Cet ouvrage est republié en tant que document historique. Il contient une utilisation contemporaine de la langue.
www.sagaegmont.com
Saga Egmont - une partie d'Egmont, www.egmont.com
A
MES CHERS PETITS-ENFANTS
EDMOND & HENRI BERTHET
Je dédie cet ouvrage
composé pour leur amusement
élie berthet
Les mésaventures de michel morin
Chapitre premier
introduction.
— mon père, ma mère.
— moi.
le pantalon de daim. le traquenard.
premiere visite de m. couperet
V ous connaissez sans doute, mes enfants, une foule de traits plus ou moins fabuleux que l'on m’attribue. Il y a aussi des gens qui ont poussé l’effronterie jusqu’à soutenir que le célèbre Michel Morin, qui veut tout faire et ne sait rien, n’a jamais existé ; qu’il est un personnage imaginaire, un mythe inventé pour mettre la jeunesse en garde contre les accidents auxquels elle s’expose par son étourderie et sa témérité. Afin de rectifier les erreurs dans lesquelles on est tombé sur mon compte, je me décide à écrire cette histoire, dont le besoin se faisait on ne peut plus généralement sentir dans tout l’univers.
J’existe donc, du moins en partie, car je suis comme le maréchal de Rantzau, je n’ai qu’une oreille, un œil, un bras, une jaabe, une dent ; mais en revanche, mon nes est partagé agréablement en deux parties à peu près égales ; j’ai deux bosses, une devant et une derrière, qui me tiennent en équilibre, et ma langue va comme quatre, ainsi que vous pourrez vous en apercevoir dans le cours de ce très-véridique récit.

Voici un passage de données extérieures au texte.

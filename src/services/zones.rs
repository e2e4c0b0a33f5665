use std::sync::Arc;

use chrono::Utc;
use sea_orm::{ActiveModelTrait, ColumnTrait, EntityTrait, QueryFilter, QueryOrder, Set};
use serde::{Deserialize, Serialize};
use tracing::{error, info, instrument, warn};
use utoipa::ToSchema;
use uuid::Uuid;
use validator::Validate;

use crate::{
    db::DbPool,
    entities::zone::{self, ActiveModel as ZoneActiveModel, Entity as ZoneEntity},
    errors::ServiceError,
    events::{Event, EventSender},
};

#[derive(Debug, Clone, Serialize, Deserialize, Validate, ToSchema)]
pub struct CreateZoneRequest {
    #[validate(length(min = 1, message = "Zone name is required"))]
    pub name: String,
}

/// Service for the rating zone master
#[derive(Clone)]
pub struct ZoneService {
    db_pool: Arc<DbPool>,
    event_sender: Option<Arc<EventSender>>,
}

impl ZoneService {
    pub fn new(db_pool: Arc<DbPool>, event_sender: Option<Arc<EventSender>>) -> Self {
        Self {
            db_pool,
            event_sender,
        }
    }

    #[instrument(skip(self, request), fields(zone_name = %request.name))]
    pub async fn create_zone(&self, request: CreateZoneRequest) -> Result<zone::Model, ServiceError> {
        request.validate()?;

        let db = &*self.db_pool;

        let existing = ZoneEntity::find()
            .filter(zone::Column::Name.eq(request.name.clone()))
            .one(db)
            .await
            .map_err(ServiceError::DatabaseError)?;
        if existing.is_some() {
            return Err(ServiceError::Conflict(format!(
                "Zone '{}' already exists",
                request.name
            )));
        }

        let zone_id = Uuid::new_v4();
        let model = ZoneActiveModel {
            id: Set(zone_id),
            name: Set(request.name),
            created_at: Set(Utc::now()),
        }
        .insert(db)
        .await
        .map_err(|e| {
            error!(error = %e, zone_id = %zone_id, "Failed to create zone");
            ServiceError::DatabaseError(e)
        })?;

        info!(zone_id = %zone_id, "Zone created");

        if let Some(event_sender) = &self.event_sender {
            if let Err(e) = event_sender.send(Event::ZoneCreated(zone_id)).await {
                warn!(error = %e, zone_id = %zone_id, "Failed to send zone created event");
            }
        }

        Ok(model)
    }

    #[instrument(skip(self))]
    pub async fn get_zone(&self, zone_id: Uuid) -> Result<Option<zone::Model>, ServiceError> {
        ZoneEntity::find_by_id(zone_id)
            .one(&*self.db_pool)
            .await
            .map_err(ServiceError::DatabaseError)
    }

    #[instrument(skip(self))]
    pub async fn list_zones(&self) -> Result<Vec<zone::Model>, ServiceError> {
        ZoneEntity::find()
            .order_by_asc(zone::Column::Name)
            .all(&*self.db_pool)
            .await
            .map_err(ServiceError::DatabaseError)
    }
}
//! Bill generation: pricing formula, period handling, and strict failure
//! when a shipment's rate cannot be resolved.

mod common;

use chrono::NaiveDate;
use common::TestApp;
use rust_decimal_macros::dec;
use uuid::Uuid;

use freightdesk_api::{
    entities::vendor_pincode::OdaStatus,
    errors::ServiceError,
    rating::boxes::BoxInput,
    rating::TransportMode,
    services::billing::GenerateBillRequest,
    services::shipments::ShipmentInput,
};

struct BillingFixture {
    app: TestApp,
    client_id: Uuid,
    vendor_id: Uuid,
    zone_id: Uuid,
}

async fn fixture() -> BillingFixture {
    let app = TestApp::new().await;
    let client = app.seed_client("ACME").await;
    let vendor = app
        .seed_vendor_with_pincode("400001", OdaStatus::Normal)
        .await;
    let zone = app.seed_zone("West").await;
    app.seed_rate_master(client.id, TransportMode::Surface, zone.id, dec!(10))
        .await;
    BillingFixture {
        app,
        client_id: client.id,
        vendor_id: vendor.id,
        zone_id: zone.id,
    }
}

impl BillingFixture {
    /// One surface shipment with 4 pieces of 10 kg each (40 kg actual,
    /// negligible volumetric) on the given day of March 2026.
    async fn seed_shipment(&self, day: u32) {
        self.seed_shipment_to(self.vendor_id, "400001", day).await;
    }

    async fn seed_shipment_to(&self, vendor_id: Uuid, pin_code: &str, day: u32) {
        let input = ShipmentInput {
            client_id: self.client_id,
            vendor_id,
            zone_id: Some(self.zone_id),
            wfl_number: format!("WFL-{}", Uuid::new_v4().simple()),
            vendor_awb_number: None,
            mode: TransportMode::Surface,
            invoice_number: None,
            invoice_value: dec!(10000),
            consignor_from_location: None,
            consignee: None,
            destination: None,
            pin_code: pin_code.to_string(),
            actual_weight: 40.0,
            actual_volumetric_weight: 0.0,
            shipment_date: NaiveDate::from_ymd_opt(2026, 3, day).unwrap(),
            created_by: None,
            boxes: vec![BoxInput {
                number_of_pieces: 4,
                length_cm: 10.0,
                breadth_cm: 10.0,
                height_cm: 10.0,
                actual_weight_per_piece: 10.0,
            }],
        };
        self.app
            .state
            .services
            .shipments
            .create_shipment(input)
            .await
            .expect("seed shipment");
    }

    fn march_request(&self) -> GenerateBillRequest {
        GenerateBillRequest {
            client_id: self.client_id,
            period_start: NaiveDate::from_ymd_opt(2026, 3, 1).unwrap(),
            period_end: NaiveDate::from_ymd_opt(2026, 3, 31).unwrap(),
        }
    }
}

#[tokio::test]
async fn rate_resolution_is_read_only_and_repeatable() {
    let fx = fixture().await;

    let first = fx
        .app
        .state
        .services
        .rates
        .resolve_rate(fx.client_id, TransportMode::Surface, fx.zone_id)
        .await
        .expect("quote resolves");
    let second = fx
        .app
        .state
        .services
        .rates
        .resolve_rate(fx.client_id, TransportMode::Surface, fx.zone_id)
        .await
        .expect("quote resolves again");

    assert_eq!(first, second);
    assert_eq!(first.rate_per_kg, dec!(10));
}

#[tokio::test]
async fn generates_bill_with_full_pricing_formula() {
    let fx = fixture().await;
    fx.seed_shipment(10).await;
    fx.seed_shipment(20).await;

    let bill = fx
        .app
        .state
        .services
        .billing
        .generate_bill(fx.march_request())
        .await
        .expect("bill should generate");

    // Per shipment: 40 kg * 10 = 400 base, 40 fuel, 200 FOV on 10000
    // invoice, 50 docket, 25 other = 715.
    assert_eq!(bill.shipment_count, 2);
    assert_eq!(bill.total_amount, dec!(1430));
    assert_eq!(bill.client_id, fx.client_id);
}

#[tokio::test]
async fn minimum_weight_and_freight_floor_light_shipments() {
    let fx = fixture().await;

    // 1 piece of 2 kg, tiny box: chargeable weight floors to 20 kg, base
    // freight 200 floors to the 300 minimum.
    let input = ShipmentInput {
        client_id: fx.client_id,
        vendor_id: fx.vendor_id,
        zone_id: Some(fx.zone_id),
        wfl_number: "WFL-LIGHT".to_string(),
        vendor_awb_number: None,
        mode: TransportMode::Surface,
        invoice_number: None,
        invoice_value: dec!(0),
        consignor_from_location: None,
        consignee: None,
        destination: None,
        pin_code: "400001".to_string(),
        actual_weight: 2.0,
        actual_volumetric_weight: 0.0,
        shipment_date: NaiveDate::from_ymd_opt(2026, 3, 5).unwrap(),
        created_by: None,
        boxes: vec![BoxInput {
            number_of_pieces: 1,
            length_cm: 10.0,
            breadth_cm: 10.0,
            height_cm: 10.0,
            actual_weight_per_piece: 2.0,
        }],
    };
    fx.app
        .state
        .services
        .shipments
        .create_shipment(input)
        .await
        .expect("seed shipment");

    let bill = fx
        .app
        .state
        .services
        .billing
        .generate_bill(fx.march_request())
        .await
        .expect("bill should generate");

    // 300 base + 30 fuel + 0 FOV + 50 docket + 25 other.
    assert_eq!(bill.total_amount, dec!(405));
}

#[tokio::test]
async fn oda_destination_adds_oda_charge() {
    let fx = fixture().await;
    let oda_vendor = fx
        .app
        .seed_vendor_with_pincode("790001", OdaStatus::Oda)
        .await;
    fx.seed_shipment_to(oda_vendor.id, "790001", 12).await;

    let bill = fx
        .app
        .state
        .services
        .billing
        .generate_bill(fx.march_request())
        .await
        .expect("bill should generate");

    // 715 as in the normal case, plus the 750 ODA charge.
    assert_eq!(bill.total_amount, dec!(1465));
}

#[tokio::test]
async fn empty_period_is_rejected() {
    let fx = fixture().await;
    fx.seed_shipment(10).await;

    let err = fx
        .app
        .state
        .services
        .billing
        .generate_bill(GenerateBillRequest {
            client_id: fx.client_id,
            period_start: NaiveDate::from_ymd_opt(2026, 4, 1).unwrap(),
            period_end: NaiveDate::from_ymd_opt(2026, 4, 30).unwrap(),
        })
        .await
        .expect_err("no shipments in April");
    assert!(matches!(err, ServiceError::NoShipmentsInPeriod { .. }));
}

#[tokio::test]
async fn duplicate_period_is_a_conflict() {
    let fx = fixture().await;
    fx.seed_shipment(10).await;

    fx.app
        .state
        .services
        .billing
        .generate_bill(fx.march_request())
        .await
        .expect("first bill");

    let err = fx
        .app
        .state
        .services
        .billing
        .generate_bill(fx.march_request())
        .await
        .expect_err("second bill for same period");
    assert!(matches!(err, ServiceError::Conflict(_)));
}

#[tokio::test]
async fn unresolvable_zone_rate_fails_the_whole_bill() {
    let fx = fixture().await;
    fx.seed_shipment(10).await;

    // A shipment routed through a zone the rate master does not cover
    // poisons the entire run.
    let uncovered_zone = fx.app.seed_zone("North East").await;
    let input = ShipmentInput {
        client_id: fx.client_id,
        vendor_id: fx.vendor_id,
        zone_id: Some(uncovered_zone.id),
        wfl_number: "WFL-UNCOVERED".to_string(),
        vendor_awb_number: None,
        mode: TransportMode::Surface,
        invoice_number: None,
        invoice_value: dec!(500),
        consignor_from_location: None,
        consignee: None,
        destination: None,
        pin_code: "400001".to_string(),
        actual_weight: 30.0,
        actual_volumetric_weight: 0.0,
        shipment_date: NaiveDate::from_ymd_opt(2026, 3, 18).unwrap(),
        created_by: None,
        boxes: vec![BoxInput {
            number_of_pieces: 1,
            length_cm: 10.0,
            breadth_cm: 10.0,
            height_cm: 10.0,
            actual_weight_per_piece: 30.0,
        }],
    };
    fx.app
        .state
        .services
        .shipments
        .create_shipment(input)
        .await
        .expect("seed shipment");

    let err = fx
        .app
        .state
        .services
        .billing
        .generate_bill(fx.march_request())
        .await
        .expect_err("uncovered zone must fail the bill");
    assert!(matches!(err, ServiceError::NoZoneRate { .. }));

    // Nothing was written.
    let (bills, total) = fx
        .app
        .state
        .services
        .billing
        .list_bills(Some(fx.client_id), 1, 20)
        .await
        .expect("list bills");
    assert_eq!(total, 0);
    assert!(bills.is_empty());
}

#[tokio::test]
async fn inverted_period_is_rejected() {
    let fx = fixture().await;

    let err = fx
        .app
        .state
        .services
        .billing
        .generate_bill(GenerateBillRequest {
            client_id: fx.client_id,
            period_start: NaiveDate::from_ymd_opt(2026, 3, 31).unwrap(),
            period_end: NaiveDate::from_ymd_opt(2026, 3, 1).unwrap(),
        })
        .await
        .expect_err("start after end");
    assert!(matches!(err, ServiceError::ValidationError(_)));
}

Hélas ! hélas ! mes bons amis, je n’étais pas né avec toutes ces difformités ! Il y a eu un temps où j’étais un bel enfant avec des dents vigoureuses pour servir ma gourmandise, des bras robustes pour asséner des coups de poing et une échine bien large pour en recevoir, un nez tout entier qui saignait quand j’étais vaincu, deux oreilles qu’on allongeait généreusement quand j’avais fait quelque sottise. J’avais deux jambes pour courir, danser, sauter, glisser et battre de glorieux entrechats à trois pieds au-dessus du sol ; j’avais surtout deux grands yeux bleus, clairs et brillants, pour voir les belles choses de la nature, les arbres, les fleurs, le ciel, les étoiles.
Hélas ! hélas ! encore une fois.
J’oublie que je ne veux pas vous attrister par mes plaintes, mais vous instruire par mon exemple. Je vais vous conter, mes chers amis, par quelle suite d’aventures funestes, d’imprudences et de témérités, je suis devenu l’édenté, le borgne, le boiteux, le bossu, le manchot, dont je vous parlais tout à l’heure. Puisse ce grave récit faire une profonde impression sur vos jeunes âmes ! puisse-t-il surtout vous préserver des fautes que j’ai pu commettre et dont je subis si cruellement la peine ! puisse mon expérience vous inspirer une frayeur salutaire pour la désobéissance et l’opiniâtreté !… ce que je vous souhaite, et je commence.
La date et le lieu de ma naissance importent peu. Michel Morin est de tous les temps, de tous les lieux où il y a des enfants indociles et turbulents. Cependant il faut que je vous donne quelques détails indispensables sur ma famille.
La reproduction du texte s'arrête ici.